Maurice Zeegers is professor of Complex Genetics & Epidemiology. He is ranked among the top5 bladder cancer epidemiologist worldwide. He serves as head of CAPHRI and the department of Complex Genetics. His main interest is in Cancer Epidemiology and Nutrition and Genetics.
Anke Wesselius is PostDoc in Epidemiology at UM and the study manager of BLEND. She leads the Evidence Based Nutrition team at the department of Complex Genetics. Her main interest is in Cancer Epidemiology.
The studentship will be embedded within the team of prof. dr. Maurice Zeegers. During the last decade Maurice and his team have built a strong research line on bladder cancer epidemiology with a specific emphasis on diet. This has led to over 70 publications on this topic. Although, the literature is still sparse, Maurice Zeegers and his team have concluded that some micronutrients in the diet such as vitamins C, E and selenium may play a preventive role in bladder carcinogenesis. They are currently pursuing this lead with two chemoprevention clinical trials and two case-control studies. Although other food products have been researched, so far the results remain inconclusive.

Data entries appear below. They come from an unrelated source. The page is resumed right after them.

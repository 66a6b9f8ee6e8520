//! OTP engine module
//!
//! This module provides the complete one-time passcode lifecycle:
//! - Code generation from a configurable alphabet with a CSPRNG
//! - Salted, peppered digests; the plaintext is never stored
//! - Verification with attempt accounting and expiry enforcement
//! - Batch removal of expired codes

mod locks;
mod policy;
mod service;
mod traits;
mod types;


pub use policy::CodePolicy;
pub use service::OtpEngine;
pub use traits::{Clock, OsRandomSource, RandomSource, SystemClock};
pub use types::{IssuedOtp, VerifyOtpRequest, VERIFY_SUCCESS_MESSAGE};
//! One-time passcode policy configuration

use serde::{Deserialize, Serialize};

use super::env_or;

/// Upper-case letters followed by digits
pub const DEFAULT_ALPHABET: &str = "ABCDEFGHIJKLMNOPQRSTUVWXYZ0123456789";

/// Number of characters in a generated code
pub const DEFAULT_CODE_LENGTH: usize = 6;

/// Seconds a code stays valid after issuance
pub const DEFAULT_VALIDITY_SECONDS: i64 = 60;

/// Failed verifications allowed before a code is closed
pub const DEFAULT_MAX_ATTEMPTS: u32 = 3;

/// Configuration for issuing and verifying one-time passcodes
///
/// The pepper is a deployment-wide secret. It is never serialized and is
/// redacted from `Debug` output.
#[derive(Clone, Deserialize, Serialize)]
pub struct OtpConfig {
    /// Length `L` of every generated code
    #[serde(default = "default_code_length")]
    pub code_length: usize,

    /// Alphabet `A` codes are drawn from
    #[serde(default = "default_alphabet")]
    pub alphabet: String,

    /// Validity window in seconds
    #[serde(default = "default_validity_seconds")]
    pub validity_seconds: i64,

    /// Maximum failed attempts per code
    #[serde(default = "default_max_attempts")]
    pub max_attempts: u32,

    /// Deployment-wide secret mixed into every digest
    #[serde(skip_serializing, default)]
    pub pepper: String,
}

impl Default for OtpConfig {
    fn default() -> Self {
        Self {
            code_length: DEFAULT_CODE_LENGTH,
            alphabet: default_alphabet(),
            validity_seconds: DEFAULT_VALIDITY_SECONDS,
            max_attempts: DEFAULT_MAX_ATTEMPTS,
            pepper: String::new(),
        }
    }
}

impl OtpConfig {
    /// Create a configuration with default policy and the given pepper
    pub fn new(pepper: impl Into<String>) -> Self {
        Self {
            pepper: pepper.into(),
            ..Default::default()
        }
    }

    /// Create from environment variables
    ///
    /// Reads `OTP_CODE_LENGTH`, `OTP_ALPHABET`, `OTP_VALIDITY_SECONDS`,
    /// `OTP_MAX_ATTEMPTS` and `OTP_PEPPER`.
    pub fn from_env() -> Self {
        Self {
            code_length: env_or("OTP_CODE_LENGTH", DEFAULT_CODE_LENGTH),
            alphabet: std::env::var("OTP_ALPHABET").unwrap_or_else(|_| default_alphabet()),
            validity_seconds: env_or("OTP_VALIDITY_SECONDS", DEFAULT_VALIDITY_SECONDS),
            max_attempts: env_or("OTP_MAX_ATTEMPTS", DEFAULT_MAX_ATTEMPTS),
            pepper: std::env::var("OTP_PEPPER").unwrap_or_default(),
        }
    }

    /// Set the code length
    pub fn with_code_length(mut self, length: usize) -> Self {
        self.code_length = length;
        self
    }

    /// Set the alphabet
    pub fn with_alphabet(mut self, alphabet: impl Into<String>) -> Self {
        self.alphabet = alphabet.into();
        self
    }

    /// Set the validity window in seconds
    pub fn with_validity_seconds(mut self, seconds: i64) -> Self {
        self.validity_seconds = seconds;
        self
    }

    /// Set the maximum number of failed attempts
    pub fn with_max_attempts(mut self, max_attempts: u32) -> Self {
        self.max_attempts = max_attempts;
        self
    }

    /// Whether a pepper has been configured
    pub fn has_pepper(&self) -> bool {
        !self.pepper.is_empty()
    }
}

impl std::fmt::Debug for OtpConfig {
    fn fmt(&self, f: &mut std::fmt::Formatter<'_>) -> std::fmt::Result {
        f.debug_struct("OtpConfig")
            .field("code_length", &self.code_length)
            .field("alphabet", &self.alphabet)
            .field("validity_seconds", &self.validity_seconds)
            .field("max_attempts", &self.max_attempts)
            .field("pepper", &"[REDACTED]")
            .finish()
    }
}

fn default_code_length() -> usize {
    DEFAULT_CODE_LENGTH
}

fn default_alphabet() -> String {
    DEFAULT_ALPHABET.to_string()
}

fn default_validity_seconds() -> i64 {
    DEFAULT_VALIDITY_SECONDS
}

fn default_max_attempts() -> u32 {
    DEFAULT_MAX_ATTEMPTS
}

#[cfg(test)]
mod tests {
    use super::*;

    #[test]
    fn test_defaults_match_reference_policy() {
        let config = OtpConfig::default();
        assert_eq!(config.code_length, 6);
        assert_eq!(config.alphabet, "ABCDEFGHIJKLMNOPQRSTUVWXYZ0123456789");
        assert_eq!(config.validity_seconds, 60);
        assert_eq!(config.max_attempts, 3);
        assert!(!config.has_pepper());
    }

    #[test]
    fn test_debug_redacts_pepper() {
        let config = OtpConfig::new("super-secret-pepper");
        let debug = format!("{:?}", config);
        assert!(!debug.contains("super-secret-pepper"));
        assert!(debug.contains("[REDACTED]"));
    }

    #[test]
    fn test_pepper_is_not_serialized() {
        let config = OtpConfig::new("super-secret-pepper");
        let json = serde_json::to_string(&config).unwrap();
        assert!(!json.contains("pepper"));
    }

    #[test]
    fn test_builder_methods() {
        let config = OtpConfig::new("p")
            .with_code_length(8)
            .with_alphabet("0123456789")
            .with_validity_seconds(120)
            .with_max_attempts(5);
        assert_eq!(config.code_length, 8);
        assert_eq!(config.alphabet, "0123456789");
        assert_eq!(config.validity_seconds, 120);
        assert_eq!(config.max_attempts, 5);
    }
}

Our 2008 expert report for the World Health Organization, our 7 meta-analyses and the 2nd WCRF expert report all concluded that the accumulated evidence on the association between specific foods, nutrients, dietary patterns and the risk of bladder cancer is weak. This is surprising as diet is expected to play an important role in carcinogenesis because the bladder is an excretion organ. The most likely reason for this is that most previous studies have had insufficient sample size and thus lacked adequate statistical power for analyses on 1) individual food items instead of the more common but less detailed food groups, 2) for subgroup analyses and 3) for food-food interactions.
The proposed research brings together the world’s data on diet and bladder cancer. In a unique collaboration, researchers from across the world have agreed to share their nutritional data with over 30.000 participants including over 10.000 bladder cancer patients.

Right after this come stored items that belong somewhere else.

/// Environment variable consulted when no key is entered by the user.
pub const API_KEY_ENV: &str = "OPENAI_API_KEY";

/// Picks the API credential: a non-blank user-entered key wins over the
/// environment.
pub fn resolve_api_key(user_input: Option<&str>) -> Option<String> {
    pick_api_key(user_input, std::env::var(API_KEY_ENV).ok().as_deref())
}

pub fn pick_api_key(user_input: Option<&str>, env_value: Option<&str>) -> Option<String> {
    [user_input, env_value]
        .into_iter()
        .flatten()
        .map(str::trim)
        .find(|key| !key.is_empty())
        .map(str::to_string)
}
use std::fmt;
use std::sync::Arc;

use fa_core::{
    Advice, ChatModel, Error, ExtractedInfo, SentimentBackend, SentimentLabel, SentimentResult,
    StageError, StageOutcome,
};
use tracing::{debug, warn};

use crate::Language;

pub mod json;
pub mod prompts;

/// Characters of article text sent to the model per stage.
pub const TEXT_BUDGET: usize = 4000;

/// First `budget` characters of `text`, cut on a char boundary.
pub fn truncate(text: &str, budget: usize) -> &str {
    match text.char_indices().nth(budget) {
        Some((idx, _)) => &text[..idx],
        None => text,
    }
}

/// The three analysis stages over one article's text.
///
/// Each stage is an independent model call: one failing never prevents the
/// others from running.
pub struct Analyzer {
    model: Arc<dyn ChatModel>,
    sentiment: Arc<dyn SentimentBackend>,
    language: Language,
}

impl fmt::Debug for Analyzer {
    fn fmt(&self, f: &mut fmt::Formatter<'_>) -> fmt::Result {
        f.debug_struct("Analyzer")
            .field("model", &self.model.name())
            .field("sentiment", &self.sentiment.name())
            .field("language", &self.language)
            .finish()
    }
}

impl Analyzer {
    pub fn new(
        model: Arc<dyn ChatModel>,
        sentiment: Arc<dyn SentimentBackend>,
        language: Language,
    ) -> Self {
        Self {
            model,
            sentiment,
            language,
        }
    }

    pub fn language(&self) -> Language {
        self.language
    }

    /// Never fails: anything unexpected yields neutral/0.0.
    pub async fn sentiment(&self, text: &str) -> SentimentResult {
        match self.sentiment.classify(text).await {
            Ok(result) => result,
            Err(e) => {
                warn!("⚠️ Sentiment via {} failed, defaulting to neutral: {}", self.sentiment.name(), e);
                SentimentResult::neutral()
            }
        }
    }

    pub async fn extract(&self, text: &str) -> StageOutcome<ExtractedInfo> {
        if !self.model.has_credential() {
            return Err(StageError::missing_credential());
        }
        let prompt = prompts::extraction(self.language, truncate(text, TEXT_BUDGET));
        let raw = self.model.complete(&prompt).await.map_err(StageError::from)?;
        debug!("Extraction response: {}", raw);
        parse_extraction(&raw).map_err(StageError::from)
    }

    /// `label` is localized here before it reaches the prompt.
    pub async fn advise(&self, text: &str, label: SentimentLabel) -> StageOutcome<Advice> {
        if !self.model.has_credential() {
            return Err(StageError::missing_credential());
        }
        let localized = self.language.sentiment_label(label);
        let prompt = prompts::advice(self.language, truncate(text, TEXT_BUDGET), localized);
        let raw = self.model.complete(&prompt).await.map_err(StageError::from)?;
        let advice = raw.trim();
        if advice.is_empty() {
            return Err(StageError::from(Error::Inference("model returned empty advice".to_string())));
        }
        Ok(Advice(advice.to_string()))
    }
}

pub fn parse_extraction(raw: &str) -> fa_core::Result<ExtractedInfo> {
    let object = json::parse_json_object(raw)?;
    Ok(serde_json::from_value(serde_json::Value::Object(object))?)
}

/// Maps a model reply onto the closed label set.
///
/// Unparseable JSON is an error; parseable JSON with an unknown label is
/// neutral/0.0. A known label without a score gets 0.5.
pub fn parse_sentiment(raw: &str) -> fa_core::Result<SentimentResult> {
    let value = json::parse_json(raw)?;
    let label = value
        .get("label")
        .and_then(|l| l.as_str())
        .and_then(SentimentLabel::parse);
    let Some(label) = label else {
        return Ok(SentimentResult::neutral());
    };
    let score = value
        .get("score")
        .and_then(|s| s.as_f64().or_else(|| s.as_str().and_then(|s| s.trim().parse().ok())))
        .unwrap_or(0.5);
    Ok(SentimentResult::new(label, score))
}
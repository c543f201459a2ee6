use std::fmt;

use serde::{Deserialize, Serialize};
use thiserror::Error;

#[derive(Error, Debug)]
pub enum Error {
    #[error("IO error: {0}")]
    Io(#[from] std::io::Error),

    #[error("Serialization error: {0}")]
    Serialization(#[from] serde_json::Error),

    #[error("Invalid URL: {0}")]
    InvalidUrl(String),

    #[error("Fetch error: {0}")]
    Fetch(String),

    #[error("Feed error: {0}")]
    Feed(String),

    #[error("Market data error: {0}")]
    Market(String),

    #[error("Inference error: {0}")]
    Inference(String),

    #[error("Malformed model output: {0}")]
    MalformedOutput(String),

    #[error("Redirect decode error: {0}")]
    Decode(String),

    #[error("API key is missing (set OPENAI_API_KEY or pass --api-key)")]
    MissingCredential,

    #[error("HTTP error: {0}")]
    Http(#[from] reqwest::Error),

    #[error("External error: {0}")]
    External(#[from] anyhow::Error),
}

pub type Result<T> = std::result::Result<T, Error>;

/// Coarse classification of a failed stage, stable enough for a UI to branch on.
#[derive(Debug, Clone, Copy, PartialEq, Eq, Hash, Serialize, Deserialize)]
#[serde(rename_all = "snake_case")]
pub enum ErrorKind {
    Network,
    Timeout,
    HttpStatus,
    InvalidUrl,
    Decode,
    Parse,
    MalformedOutput,
    MissingCredential,
    Inference,
}

impl ErrorKind {
    pub fn as_str(&self) -> &'static str {
        match self {
            ErrorKind::Network => "network",
            ErrorKind::Timeout => "timeout",
            ErrorKind::HttpStatus => "http_status",
            ErrorKind::InvalidUrl => "invalid_url",
            ErrorKind::Decode => "decode",
            ErrorKind::Parse => "parse",
            ErrorKind::MalformedOutput => "malformed_output",
            ErrorKind::MissingCredential => "missing_credential",
            ErrorKind::Inference => "inference",
        }
    }
}

impl fmt::Display for ErrorKind {
    fn fmt(&self, f: &mut fmt::Formatter<'_>) -> fmt::Result {
        f.write_str(self.as_str())
    }
}

/// A failure turned into data.
///
/// Pipeline stages hand these to the presentation side instead of
/// propagating [`Error`], so a partially successful run can still be rendered.
#[derive(Error, Debug, Clone, PartialEq, Eq, Serialize, Deserialize)]
#[error("{kind}: {message}")]
pub struct StageError {
    pub kind: ErrorKind,
    pub message: String,
}

impl StageError {
    pub fn new(kind: ErrorKind, message: impl Into<String>) -> Self {
        Self {
            kind,
            message: message.into(),
        }
    }

    pub fn missing_credential() -> Self {
        Self::from(&Error::MissingCredential)
    }
}

impl From<&Error> for StageError {
    fn from(err: &Error) -> Self {
        let kind = match err {
            Error::Http(e) if e.is_timeout() => ErrorKind::Timeout,
            Error::Http(e) if e.is_status() => ErrorKind::HttpStatus,
            Error::Http(e) if e.is_decode() => ErrorKind::Decode,
            Error::Http(_) | Error::Io(_) | Error::Fetch(_) | Error::Market(_) => ErrorKind::Network,
            Error::InvalidUrl(_) => ErrorKind::InvalidUrl,
            Error::Serialization(_) | Error::Feed(_) => ErrorKind::Parse,
            Error::MalformedOutput(_) => ErrorKind::MalformedOutput,
            Error::Decode(_) => ErrorKind::Decode,
            Error::MissingCredential => ErrorKind::MissingCredential,
            Error::Inference(_) | Error::External(_) => ErrorKind::Inference,
        };
        Self::new(kind, err.to_string())
    }
}

impl From<Error> for StageError {
    fn from(err: Error) -> Self {
        Self::from(&err)
    }
}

As a part of the USA National Cancer Institute Biomarker Bladder Cancer Consortium and with help of the International Bladder Cancer Network, literature searches and the professional network of the applicants, we have identified 26 case-control studies with at least 100 cases with bladder cancer. So far, 20 case-control studies (77%) from the USA, Canada, Belgium, the Netherlands, Germany, Sweden, Italy, France, the United Kingdom, Hungary, Romania, Slovakia, China and Japan have agreed to participate in the project and provide their data, 85% of which have already been transferred their data to us.

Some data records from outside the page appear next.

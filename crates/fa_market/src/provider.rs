use std::time::Duration;

use async_trait::async_trait;
use fa_core::{Error, Result};
use reqwest::Client;
use serde::Deserialize;
use tracing::debug;
use url::Url;

pub const YAHOO_CHART_BASE_URL: &str = "https://query1.finance.yahoo.com";

const USER_AGENT: &str = "Mozilla/5.0 (Windows NT 10.0; Win64; x64) AppleWebKit/537.36 (KHTML, like Gecko) Chrome/91.0.4472.124 Safari/537.36";

/// Last traded price and the prior session's close.
#[derive(Debug, Clone, Copy, PartialEq)]
pub struct FastInfo {
    pub last_price: f64,
    pub previous_close: Option<f64>,
}

#[async_trait]
pub trait QuoteProvider: Send + Sync {
    fn name(&self) -> &str;
    async fn fast_info(&self, symbol: &str) -> Result<FastInfo>;
}

#[derive(Deserialize)]
struct ChartEnvelope {
    chart: Chart,
}

#[derive(Deserialize)]
struct Chart {
    result: Option<Vec<ChartResult>>,
    error: Option<ChartError>,
}

#[derive(Deserialize)]
struct ChartError {
    #[serde(default)]
    code: String,
    #[serde(default)]
    description: String,
}

#[derive(Deserialize)]
struct ChartResult {
    meta: ChartMeta,
}

#[derive(Deserialize)]
struct ChartMeta {
    #[serde(rename = "regularMarketPrice")]
    regular_market_price: Option<f64>,
    #[serde(rename = "chartPreviousClose")]
    chart_previous_close: Option<f64>,
    #[serde(rename = "previousClose")]
    previous_close: Option<f64>,
}

/// Reads quotes from the Yahoo Finance v8 chart endpoint.
#[derive(Debug, Clone)]
pub struct YahooQuoteProvider {
    client: Client,
    base_url: String,
}

impl YahooQuoteProvider {
    pub fn new() -> Result<Self> {
        Self::with_base_url(YAHOO_CHART_BASE_URL)
    }

    pub fn with_base_url(base_url: impl Into<String>) -> Result<Self> {
        let client = Client::builder()
            .user_agent(USER_AGENT)
            .timeout(Duration::from_secs(10))
            .build()?;
        Ok(Self {
            client,
            base_url: base_url.into().trim_end_matches('/').to_string(),
        })
    }

    fn chart_url(&self, symbol: &str) -> Result<Url> {
        let mut url = Url::parse(&self.base_url)
            .map_err(|e| Error::InvalidUrl(format!("{}: {}", self.base_url, e)))?;
        url.path_segments_mut()
            .map_err(|_| Error::InvalidUrl(self.base_url.clone()))?
            .pop_if_empty()
            .extend(["v8", "finance", "chart", symbol]);
        url.query_pairs_mut()
            .append_pair("range", "1d")
            .append_pair("interval", "1d");
        Ok(url)
    }
}

#[async_trait]
impl QuoteProvider for YahooQuoteProvider {
    fn name(&self) -> &str {
        "yahoo"
    }

    async fn fast_info(&self, symbol: &str) -> Result<FastInfo> {
        let url = self.chart_url(symbol)?;
        debug!("Requesting chart for {} from {}", symbol, url);
        let body = self
            .client
            .get(url)
            .send()
            .await?
            .error_for_status()?
            .text()
            .await?;
        parse_chart(symbol, &body)
    }
}

fn parse_chart(symbol: &str, body: &str) -> Result<FastInfo> {
    let envelope: ChartEnvelope = serde_json::from_str(body)?;
    if let Some(err) = envelope.chart.error {
        return Err(Error::Market(format!(
            "{}: {} {}",
            symbol, err.code, err.description
        )));
    }
    let meta = envelope
        .chart
        .result
        .and_then(|results| results.into_iter().next())
        .map(|result| result.meta)
        .ok_or_else(|| Error::Market(format!("{}: empty chart result", symbol)))?;
    let last_price = meta
        .regular_market_price
        .ok_or_else(|| Error::Market(format!("{}: no last price", symbol)))?;
    Ok(FastInfo {
        last_price,
        previous_close: meta.chart_previous_close.or(meta.previous_close),
    })
}
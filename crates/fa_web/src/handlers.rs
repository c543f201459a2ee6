use std::sync::Arc;

use axum::{
    extract::{Query, State},
    http::StatusCode,
    response::{IntoResponse, Response},
    Json,
};
use fa_core::{AnalysisRequest, MarketSnapshot, NewsItem};
use fa_news::feed::DEFAULT_LIMIT;
use serde::Deserialize;
use serde_json::json;
use tracing::info;

use crate::AppState;

const MAX_TRENDING: usize = 50;

#[derive(Debug, Deserialize)]
pub struct TrendingParams {
    pub limit: Option<usize>,
}

pub async fn health() -> impl IntoResponse {
    Json(json!({ "status": "ok" }))
}

/// 200 with the full result, or 502 when the article could not be fetched.
pub async fn analyze(
    State(state): State<Arc<AppState>>,
    Json(request): Json<AnalysisRequest>,
) -> Response {
    info!("📨 Analyze request for {}", request.url);
    match state.pipeline.run(&request).await {
        Ok(result) => Json(result).into_response(),
        Err(error) => (StatusCode::BAD_GATEWAY, Json(json!({ "error": error }))).into_response(),
    }
}

pub async fn trending(
    State(state): State<Arc<AppState>>,
    Query(params): Query<TrendingParams>,
) -> Json<Vec<NewsItem>> {
    let limit = params.limit.unwrap_or(DEFAULT_LIMIT).min(MAX_TRENDING);
    Json(state.feed.fetch_trending(limit).await)
}

pub async fn market(State(state): State<Arc<AppState>>) -> Json<MarketSnapshot> {
    Json(state.market.fetch().await)
}
use fa_core::ChatPrompt;

use crate::Language;

const SENTIMENT_SYSTEM: &str = "You are a financial sentiment analyst. Output valid JSON only.";
const EXTRACTION_SYSTEM: &str = "You are a helpful financial assistant. Output only valid JSON.";
const ADVICE_SYSTEM: &str = "You are a professional investment advisor.";

pub fn sentiment(language: Language, text: &str) -> ChatPrompt {
    let user = match language {
        Language::TraditionalChinese => format!(
            "請分析以下財經新聞的情緒。\n\
             請只輸出 JSON 格式，包含兩個欄位：\n\
             - label: \"positive\", \"neutral\", 或 \"negative\"\n\
             - score: 0.0 到 1.0 之間的情緒強度分數\n\n\
             新聞內容：\n{}",
            text
        ),
        Language::English => format!(
            "Analyze the sentiment of the following financial news.\n\
             Output JSON only, with two fields:\n\
             - label: \"positive\", \"neutral\", or \"negative\"\n\
             - score: sentiment strength between 0.0 and 1.0\n\n\
             News content:\n{}",
            text
        ),
    };
    ChatPrompt::new(SENTIMENT_SYSTEM, user).with_temperature(0.0)
}

pub fn extraction(language: Language, text: &str) -> ChatPrompt {
    let user = match language {
        Language::TraditionalChinese => format!(
            "請分析以下財經新聞，並提取關鍵資訊。請務必使用**繁體中文**回答。請以 JSON 格式輸出，包含以下欄位：\n\
             - company_name: 公司名稱 (List of strings)\n\
             - stock_code: 股票代號 (List of strings)\n\
             - financial_data: 財務數據 (Dictionary, e.g., {{\"revenue\": \"...\", \"eps\": \"...\"}})\n\
             - events: 重大事件 (List of strings)\n\
             - time_info: 時間資訊 (String)\n\n\
             新聞內容：\n{}",
            text
        ),
        Language::English => format!(
            "Analyze the following financial news and extract the key information. Answer in **English**. \
             Output JSON with these fields:\n\
             - company_name: company names (List of strings)\n\
             - stock_code: ticker symbols (List of strings)\n\
             - financial_data: financial figures (Dictionary, e.g., {{\"revenue\": \"...\", \"eps\": \"...\"}})\n\
             - events: major events (List of strings)\n\
             - time_info: time reference (String)\n\n\
             News content:\n{}",
            text
        ),
    };
    ChatPrompt::new(EXTRACTION_SYSTEM, user).with_temperature(0.0)
}

/// `label` is already localized for `language`.
pub fn advice(language: Language, text: &str, label: &str) -> ChatPrompt {
    let user = match language {
        Language::TraditionalChinese => format!(
            "基於以下財經新聞內容以及情緒分析結果（{}），請給出結構化的投資建議。請務必使用**繁體中文**回答。\n\
             建議應包含：\n\
             1. 短期觀察重點\n\
             2. 長期投資潛力\n\
             3. 風險提示\n\n\
             新聞內容：\n{}",
            label, text
        ),
        Language::English => format!(
            "Based on the following financial news and its sentiment ({}), give structured investment advice. \
             Answer in **English**.\n\
             The advice should cover:\n\
             1. Short-term points to watch\n\
             2. Long-term investment potential\n\
             3. Risk warnings\n\n\
             News content:\n{}",
            label, text
        ),
    };
    ChatPrompt::new(ADVICE_SYSTEM, user)
}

Associations will be calculated for both frequency and variety in dietary consumption. The latter will be investigated by calculating Diet Diversity Scores that count the total number of different food items eaten at least once per fortnight in the common food categories. Odds ratios (OR) will be calculated using random effects logistic regression
This PhD projects aims to provide definite answers on which individual food products, nutrients, existing diets (both regionally and culturally defined) and adherence dietary recommendations (such as those from the WCRF) could influence bladder cancer risk. In addition, contemporary principle components and machine-learning algorithms will be used to identify novel explanatory dietary patterns. The results will be used to update existing dietary recommendations for the prevention of bladder cancer.